**INSTRUCTIONS FOR THE TASK**: Print the lines that run from the line with "format is searched." to the line with "use figment::providers::Format;", keeping both end lines, exactly as they appear in the entries below, and nothing else.

Dataset excerpts:
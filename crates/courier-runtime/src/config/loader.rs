//! Configuration loader using figment.
//!
//! # Feature Flags
//!
//! - `toml-config`: enables `courier.toml`
//! - `yaml-config`: enables `courier.yaml` / `courier.yml`
//!
//! Both can be enabled at once; every enabled format is searched.
//!
//! # Configuration Priority (lowest to highest)
//!
//! 1. Built-in defaults
//! 2. Profile-specific config file (`courier.{profile}.toml` / `courier.{profile}.yaml`)
//! 3. Main config file (`courier.toml` / `courier.yaml`)
//! 4. Environment variables (`COURIER_*`)
//! 5. Programmatic overrides
//!
//! # Environment Variable Mapping
//!
//! `COURIER_` prefix, `__` as the nesting separator:
//!
//! - `COURIER_LOGGING__LEVEL=debug` → `logging.level = "debug"`
//! - `COURIER_DISPATCH__DEFAULT_TIMEOUT_MS=500` → `dispatch.default_timeout_ms = 500`
//!
//! # Example
//!
//! ```rust,ignore
//! use courier_runtime::config::ConfigLoader;
//!
//! let config = ConfigLoader::new()
//!     .profile("production")
//!     .file("./config/courier.toml")
//!     .load()?;
//! ```

use std::path::{Path, PathBuf};

use figment::Figment;
#[cfg(any(feature = "yaml-config", feature = "toml-config"))]
use figment::providers::Format;
#[cfg(feature = "toml-config")]
use figment::providers::Toml;
#[cfg(feature = "yaml-config")]
use figment::providers::Yaml;
use figment::providers::{Env, Serialized};
use tracing::{debug, info, trace, warn};

use super::error::{ConfigError, ConfigResult};
use super::schema::CourierConfig;

/// Configuration profile for environment-specific settings.
#[derive(Debug, Clone, Default, PartialEq, Eq)]
pub enum Profile {
    /// Development profile (default).
    #[default]
    Development,
    /// Production profile.
    Production,
    /// Custom profile name.
    Custom(String),
}

impl Profile {
    /// Returns the profile name as a string.
    pub fn as_str(&self) -> &str {
        match self {
            Self::Development => "development",
            Self::Production => "production",
            Self::Custom(name) => name,
        }
    }

    /// Parses a profile name; unknown names become [`Profile::Custom`].
    pub fn parse(name: &str) -> Self {
        match name.to_lowercase().as_str() {
            "production" | "prod" => Self::Production,
            "development" | "dev" => Self::Development,
            other => Self::Custom(other.to_string()),
        }
    }

    /// Reads `COURIER_PROFILE`, defaulting to Development.
    pub fn from_env() -> Self {
        std::env::var("COURIER_PROFILE")
            .map(|p| Self::parse(&p))
            .unwrap_or_default()
    }
}

impl std::fmt::Display for Profile {
    fn fmt(&self, f: &mut std::fmt::Formatter<'_>) -> std::fmt::Result {
        write!(f, "{}", self.as_str())
    }
}

/// Configuration loader with figment-based multi-source support.
pub struct ConfigLoader {
    /// Programmatic overrides, merged last.
    overrides: Figment,
    profile: Profile,
    search_paths: Vec<PathBuf>,
    load_env: bool,
    /// Specific config file to load (overrides search).
    config_file: Option<PathBuf>,
}

impl Default for ConfigLoader {
    fn default() -> Self {
        Self::new()
    }
}

impl ConfigLoader {
    /// Creates a new configuration loader with defaults.
    pub fn new() -> Self {
        Self {
            overrides: Figment::new(),
            profile: Profile::from_env(),
            search_paths: Vec::new(),
            load_env: true,
            config_file: None,
        }
    }

    /// Sets the configuration profile.
    pub fn profile(mut self, profile: impl AsRef<str>) -> Self {
        self.profile = Profile::parse(profile.as_ref());
        self
    }

    /// Adds a search path for configuration files.
    pub fn search_path<P: AsRef<Path>>(mut self, path: P) -> Self {
        self.search_paths.push(path.as_ref().to_path_buf());
        self
    }

    /// Adds the current directory to the search paths.
    pub fn with_current_dir(self) -> Self {
        match std::env::current_dir() {
            Ok(cwd) => self.search_path(cwd),
            Err(_) => self,
        }
    }

    /// Adds `<user config dir>/courier` to the search paths.
    pub fn with_user_config_dir(self) -> Self {
        match dirs::config_dir() {
            Some(config_dir) => self.search_path(config_dir.join("courier")),
            None => self,
        }
    }

    /// Sets a specific configuration file to load.
    pub fn file<P: AsRef<Path>>(mut self, path: P) -> Self {
        self.config_file = Some(path.as_ref().to_path_buf());
        self
    }

    /// Enables loading environment variables (default: true).
    pub fn with_env(mut self) -> Self {
        self.load_env = true;
        self
    }

    /// Disables loading environment variables.
    pub fn without_env(mut self) -> Self {
        self.load_env = false;
        self
    }

    /// Merges configuration programmatically, above every other source.
    pub fn merge(mut self, config: CourierConfig) -> Self {
        self.overrides = self.overrides.merge(Serialized::defaults(config));
        self
    }

    /// Loads and returns the configuration.
    pub fn load(self) -> ConfigResult<CourierConfig> {
        let profile = self.profile.clone();
        let figment = self.build_figment()?;

        let config: CourierConfig = figment.extract().map_err(|e| {
            ConfigError::ParseError(format!("Failed to extract configuration: {e}"))
        })?;

        debug!(
            profile = %profile,
            logging_level = %config.logging.level,
            warm_up = config.dispatch.warm_up,
            "Configuration loaded successfully"
        );

        Ok(config)
    }

    fn build_figment(mut self) -> ConfigResult<Figment> {
        let mut figment = Figment::from(Serialized::defaults(CourierConfig::default()));

        if let Some(path) = self.config_file.take() {
            if !path.exists() {
                return Err(ConfigError::FileNotFound(path));
            }
            info!(path = %path.display(), "Loading configuration file");
            figment = Self::merge_config_file(figment, &path)?;
        } else {
            figment = self.load_config_files(figment);
        }

        if self.load_env {
            trace!("Loading environment variables with COURIER_ prefix");
            figment = figment.merge(Env::prefixed("COURIER_").split("__"));
        }

        Ok(figment.merge(self.overrides))
    }

    /// Merges a single config file, dispatching on its extension.
    ///
    /// Only extensions enabled via feature flags are accepted.
    fn merge_config_file(figment: Figment, path: &Path) -> ConfigResult<Figment> {
        let ext = path.extension().and_then(|e| e.to_str()).unwrap_or("");
        match ext {
            #[cfg(feature = "toml-config")]
            "toml" => Ok(figment.merge(Toml::file(path))),
            #[cfg(feature = "yaml-config")]
            "yaml" | "yml" => Ok(figment.merge(Yaml::file(path))),
            _ => {
                let _ = figment;
                Err(ConfigError::ParseError(format!(
                    "Unsupported or disabled configuration file format: .{ext}"
                )))
            }
        }
    }

    fn resolve_search_paths(&self) -> Vec<PathBuf> {
        if !self.search_paths.is_empty() {
            return self.search_paths.clone();
        }
        let mut paths = Vec::new();
        if let Ok(cwd) = std::env::current_dir() {
            paths.push(cwd);
        }
        if let Some(config_dir) = dirs::config_dir() {
            paths.push(config_dir.join("courier"));
        }
        paths
    }

    /// Searches `search_paths × base_names`, merging a profile-specific
    /// variant before its base file. Stops at the first base file found.
    #[cfg(any(feature = "toml-config", feature = "yaml-config"))]
    fn load_format_files<F>(
        &self,
        mut figment: Figment,
        search_paths: &[PathBuf],
        base_names: &[&str],
        merge_fn: F,
    ) -> (Figment, bool)
    where
        F: Fn(Figment, &Path) -> Figment,
    {
        for search_path in search_paths {
            for base_name in base_names {
                let Some((stem, ext)) = base_name.rsplit_once('.') else {
                    continue;
                };

                let profile_path =
                    search_path.join(format!("{stem}.{}.{ext}", self.profile.as_str()));
                if profile_path.exists() {
                    debug!(path = %profile_path.display(), "Loading profile-specific config");
                    figment = merge_fn(figment, &profile_path);
                }

                let base_path = search_path.join(base_name);
                if base_path.exists() {
                    info!(path = %base_path.display(), "Loading configuration file");
                    figment = merge_fn(figment, &base_path);
                    return (figment, true);
                }
            }
        }
        (figment, false)
    }

    #[cfg_attr(
        not(any(feature = "toml-config", feature = "yaml-config")),
        allow(unused_mut)
    )]
    fn load_config_files(&self, mut figment: Figment) -> Figment {
        let search_paths = self.resolve_search_paths();
        let mut found = false;

        #[cfg(feature = "toml-config")]
        {
            let (f, ok) = self.load_format_files(
                figment,
                &search_paths,
                &["courier.toml"],
                |fig, path| fig.merge(Toml::file(path)),
            );
            figment = f;
            found |= ok;
        }

        #[cfg(feature = "yaml-config")]
        {
            let (f, ok) = self.load_format_files(
                figment,
                &search_paths,
                &["courier.yaml", "courier.yml"],
                |fig, path| fig.merge(Yaml::file(path)),
            );
            figment = f;
            found |= ok;
        }

        if !found {
            debug!(paths = ?search_paths, "No configuration file found, using defaults");
        }
        figment
    }
}

/// Loads configuration from the default locations.
pub fn load_config() -> ConfigResult<CourierConfig> {
    ConfigLoader::new().load()
}

/// Loads configuration from `path`, with environment overrides.
pub fn load_config_from_file<P: AsRef<Path>>(path: P) -> ConfigResult<CourierConfig> {
    let config = ConfigLoader::new().file(path).load();
    if let Err(err) = &config {
        warn!(error = %err, "Failed to load configuration file");
    }
    config
}

// =============================================================================
// Tests
// =============================================================================
//! Runtime bootstrap.
//!
//! [`CourierRuntime`] is the long-lived object owning the process mediator.
//! Registration happens on the [`RuntimeBuilder`]; `build()` freezes it.
//!
//! ```rust,ignore
//! use courier_runtime::CourierRuntime;
//!
//! let mut registry = HandlerRegistry::new();
//! registry.register_command::<Increment, IncrementHandler>()?;
//!
//! let runtime = CourierRuntime::builder()
//!     .registry(registry)
//!     .resolver(Arc::new(container))
//!     .load_config()?
//!     .build()?;
//!
//! runtime.mediator().send_command(Increment { n: 5 }).await?;
//! ```

use std::sync::Arc;

use tracing::{debug, info};

use courier_core::{Container, Resolver};
use courier_framework::{
    BehaviorEntry, HandlerRegistry, Mediator, PipelineConfig, PipelineTier, TimeoutBehavior,
    TracingBehavior,
};

use crate::config::{ConfigLoader, CourierConfig, validate_config};
use crate::error::{RuntimeError, RuntimeResult};
use crate::logging;

/// The assembled mediator together with the configuration it was built from.
#[derive(Debug, Clone)]
pub struct CourierRuntime {
    config: CourierConfig,
    mediator: Mediator,
}

impl CourierRuntime {
    /// Creates a runtime builder.
    pub fn builder() -> RuntimeBuilder {
        RuntimeBuilder::new()
    }

    /// The process mediator.
    pub fn mediator(&self) -> &Mediator {
        &self.mediator
    }

    /// The configuration the runtime was built from.
    pub fn config(&self) -> &CourierConfig {
        &self.config
    }
}

/// Collects registrations, behaviors, the resolver and configuration.
pub struct RuntimeBuilder {
    registry: HandlerRegistry,
    pipeline: PipelineConfig,
    resolver: Option<Arc<dyn Resolver>>,
    config: CourierConfig,
    init_logging: bool,
}

impl Default for RuntimeBuilder {
    fn default() -> Self {
        Self::new()
    }
}

impl RuntimeBuilder {
    /// Creates a builder with an empty registry, no behaviors and default
    /// configuration.
    pub fn new() -> Self {
        Self {
            registry: HandlerRegistry::new(),
            pipeline: PipelineConfig::new(),
            resolver: None,
            config: CourierConfig::default(),
            init_logging: false,
        }
    }

    /// Replaces the handler registry.
    pub fn registry(mut self, registry: HandlerRegistry) -> Self {
        self.registry = registry;
        self
    }

    /// Gives access to the handler registry for in-place registration.
    pub fn registry_mut(&mut self) -> &mut HandlerRegistry {
        &mut self.registry
    }

    /// Replaces the behavior configuration.
    pub fn pipeline(mut self, pipeline: PipelineConfig) -> Self {
        self.pipeline = pipeline;
        self
    }

    /// Gives access to the behavior configuration.
    pub fn pipeline_mut(&mut self) -> &mut PipelineConfig {
        &mut self.pipeline
    }

    /// Sets the resolver handlers and behaviors are obtained from.
    ///
    /// Defaults to an empty [`Container`].
    pub fn resolver(mut self, resolver: Arc<dyn Resolver>) -> Self {
        self.resolver = Some(resolver);
        self
    }

    /// Uses an already loaded configuration.
    pub fn config(mut self, config: CourierConfig) -> Self {
        self.config = config;
        self
    }

    /// Loads configuration from the default locations.
    pub fn load_config(self) -> RuntimeResult<Self> {
        self.load_config_with(ConfigLoader::new())
    }

    /// Loads configuration through `loader`.
    pub fn load_config_with(mut self, loader: ConfigLoader) -> RuntimeResult<Self> {
        self.config = loader.load()?;
        Ok(self)
    }

    /// Installs the global tracing subscriber from `logging` settings.
    pub fn with_logging(mut self) -> Self {
        self.init_logging = true;
        self
    }

    /// Validates configuration and registrations and freezes the mediator.
    ///
    /// Configured built-in behaviors become the outermost global behaviors:
    /// tracing first, then the default timeout.
    pub fn build(self) -> RuntimeResult<CourierRuntime> {
        validate_config(&self.config)?;
        if self.init_logging {
            logging::init_from_config(&self.config.logging);
        }

        let dispatch = &self.config.dispatch;
        let mut pipeline = self.pipeline;
        if let Some(timeout) = dispatch.default_timeout() {
            pipeline.prepend(
                PipelineTier::Global,
                BehaviorEntry::instance(TimeoutBehavior::new(timeout)),
            );
        }
        if dispatch.trace_dispatch {
            pipeline.prepend(
                PipelineTier::Global,
                BehaviorEntry::instance(TracingBehavior),
            );
        }

        let resolver = self
            .resolver
            .unwrap_or_else(|| Arc::new(Container::new()));
        let mediator = Mediator::new(self.registry, pipeline, resolver);

        if dispatch.validate_on_start {
            let orphans = mediator.validate();
            if !orphans.is_empty() {
                return Err(RuntimeError::UnhandledMessages(orphans));
            }
        }
        if dispatch.warm_up {
            let plans = mediator.warm_up()?;
            debug!(plans, "Warm-up complete");
        }

        info!(
            message_types = mediator.registry().len(),
            behaviors = mediator.pipeline().len(),
            timeout_ms = ?dispatch.default_timeout_ms,
            "Courier runtime ready"
        );

        Ok(CourierRuntime {
            config: self.config,
            mediator,
        })
    }
}

#[cfg(test)]
mod tests {
    use std::sync::atomic::{AtomicUsize, Ordering};
    use std::time::Duration;

    use async_trait::async_trait;
    use courier_core::{BoxError, MediatorError};
    use courier_framework::{DispatchTimeout, Handler, PostProcessor, PreProcessor};
    use tokio_util::sync::CancellationToken;

    use super::*;

    struct Greet(String);
    courier_core::query!(Greet => String);

    struct Stall;
    courier_core::command!(Stall);

    struct Orphan;
    courier_core::command!(Orphan);

    struct Seen;
    courier_core::event!(Seen);

    struct Greeter;

    #[async_trait]
    impl Handler<Greet> for Greeter {
        async fn handle(&self, q: &Greet, _: &CancellationToken) -> Result<String, BoxError> {
            Ok(format!("hello, {}", q.0))
        }
    }

    struct Staller;

    #[async_trait]
    impl Handler<Stall> for Staller {
        async fn handle(&self, _: &Stall, token: &CancellationToken) -> Result<(), BoxError> {
            token.cancelled().await;
            Err(MediatorError::Cancelled.into())
        }
    }

    struct Audit;

    #[async_trait]
    impl PreProcessor<Orphan> for Audit {
        async fn process(&self, _: &Orphan, _: &CancellationToken) -> Result<(), BoxError> {
            Ok(())
        }
    }

    struct AuditSeen(Arc<AtomicUsize>);

    #[async_trait]
    impl PostProcessor<Seen> for AuditSeen {
        async fn process(&self, _: &Seen, _: &(), _: &CancellationToken) -> Result<(), BoxError> {
            self.0.fetch_add(1, Ordering::SeqCst);
            Ok(())
        }
    }

    fn container() -> Arc<dyn Resolver> {
        let mut container = Container::new();
        container.register_instance(Greeter).register_instance(Staller);
        Arc::new(container)
    }

    fn registry() -> HandlerRegistry {
        let mut registry = HandlerRegistry::new();
        registry
            .register_query::<Greet, Greeter>()
            .unwrap()
            .register_command::<Stall, Staller>()
            .unwrap();
        registry
    }

    #[tokio::test]
    async fn test_build_installs_builtins_and_warms_up() {
        let mut config = CourierConfig::default();
        config.dispatch.warm_up = true;
        config.dispatch.default_timeout_ms = Some(20);

        let runtime = CourierRuntime::builder()
            .registry(registry())
            .resolver(container())
            .config(config)
            .build()
            .unwrap();

        let mediator = runtime.mediator();
        assert_eq!(mediator.pipeline().len(), 2);
        assert_eq!(mediator.cache().len(), 2);

        let greeting = mediator.send_query(Greet("courier".into())).await.unwrap();
        assert_eq!(greeting, "hello, courier");

        let err = mediator.send_command(Stall).await.unwrap_err();
        let timeout = err.downcast_ref::<DispatchTimeout>().expect("timed out");
        assert_eq!(timeout.after, Duration::from_millis(20));
    }

    #[test]
    fn test_orphan_processors_fail_validation() {
        let mut builder = CourierRuntime::builder().resolver(container());
        builder.registry_mut().register_pre::<Orphan, Audit>().unwrap();

        match builder.build() {
            Err(RuntimeError::UnhandledMessages(names)) => {
                assert_eq!(names, [std::any::type_name::<Orphan>()]);
            }
            other => panic!("expected validation failure, got {other:?}"),
        }
    }

    #[tokio::test]
    async fn test_event_with_only_processors_passes_validation() {
        let audited = Arc::new(AtomicUsize::new(0));
        let mut container = Container::new();
        container.register_instance(AuditSeen(audited.clone()));

        let mut config = CourierConfig::default();
        config.dispatch.warm_up = true;
        let mut builder = CourierRuntime::builder()
            .resolver(Arc::new(container))
            .config(config);
        builder.registry_mut().register_post::<Seen, AuditSeen>().unwrap();

        let runtime = builder.build().unwrap();
        assert_eq!(runtime.mediator().cache().len(), 1);
        runtime.mediator().publish(Seen).await.unwrap();
        assert_eq!(audited.load(Ordering::SeqCst), 1);
    }

    #[test]
    fn test_validation_can_be_disabled() {
        let mut config = CourierConfig::default();
        config.dispatch.validate_on_start = false;
        config.dispatch.trace_dispatch = false;

        let mut builder = CourierRuntime::builder().config(config);
        builder.registry_mut().register_pre::<Orphan, Audit>().unwrap();
        let runtime = builder.build().unwrap();
        assert!(runtime.mediator().pipeline().is_empty());
    }

    #[test]
    fn test_invalid_config_is_rejected() {
        let mut config = CourierConfig::default();
        config.dispatch.default_timeout_ms = Some(0);
        assert!(matches!(
            CourierRuntime::builder().config(config).build(),
            Err(RuntimeError::Config(_))
        ));
    }
}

**TASK OUTPUT**:
//! Both can be enabled at once; every enabled format is searched.
//!
//! # Configuration Priority (lowest to highest)
//!
//! 1. Built-in defaults
//! 2. Profile-specific config file (`courier.{profile}.toml` / `courier.{profile}.yaml`)
//! 3. Main config file (`courier.toml` / `courier.yaml`)
//! 4. Environment variables (`COURIER_*`)
//! 5. Programmatic overrides
//!
//! # Environment Variable Mapping
//!
//! `COURIER_` prefix, `__` as the nesting separator:
//!
//! - `COURIER_LOGGING__LEVEL=debug` → `logging.level = "debug"`
//! - `COURIER_DISPATCH__DEFAULT_TIMEOUT_MS=500` → `dispatch.default_timeout_ms = 500`
//!
//! # Example
//!
//! ```rust,ignore
//! use courier_runtime::config::ConfigLoader;
//!
//! let config = ConfigLoader::new()
//!     .profile("production")
//!     .file("./config/courier.toml")
//!     .load()?;
//! ```

use std::path::{Path, PathBuf};

use figment::Figment;
#[cfg(any(feature = "yaml-config", feature = "toml-config"))]
use figment::providers::Format;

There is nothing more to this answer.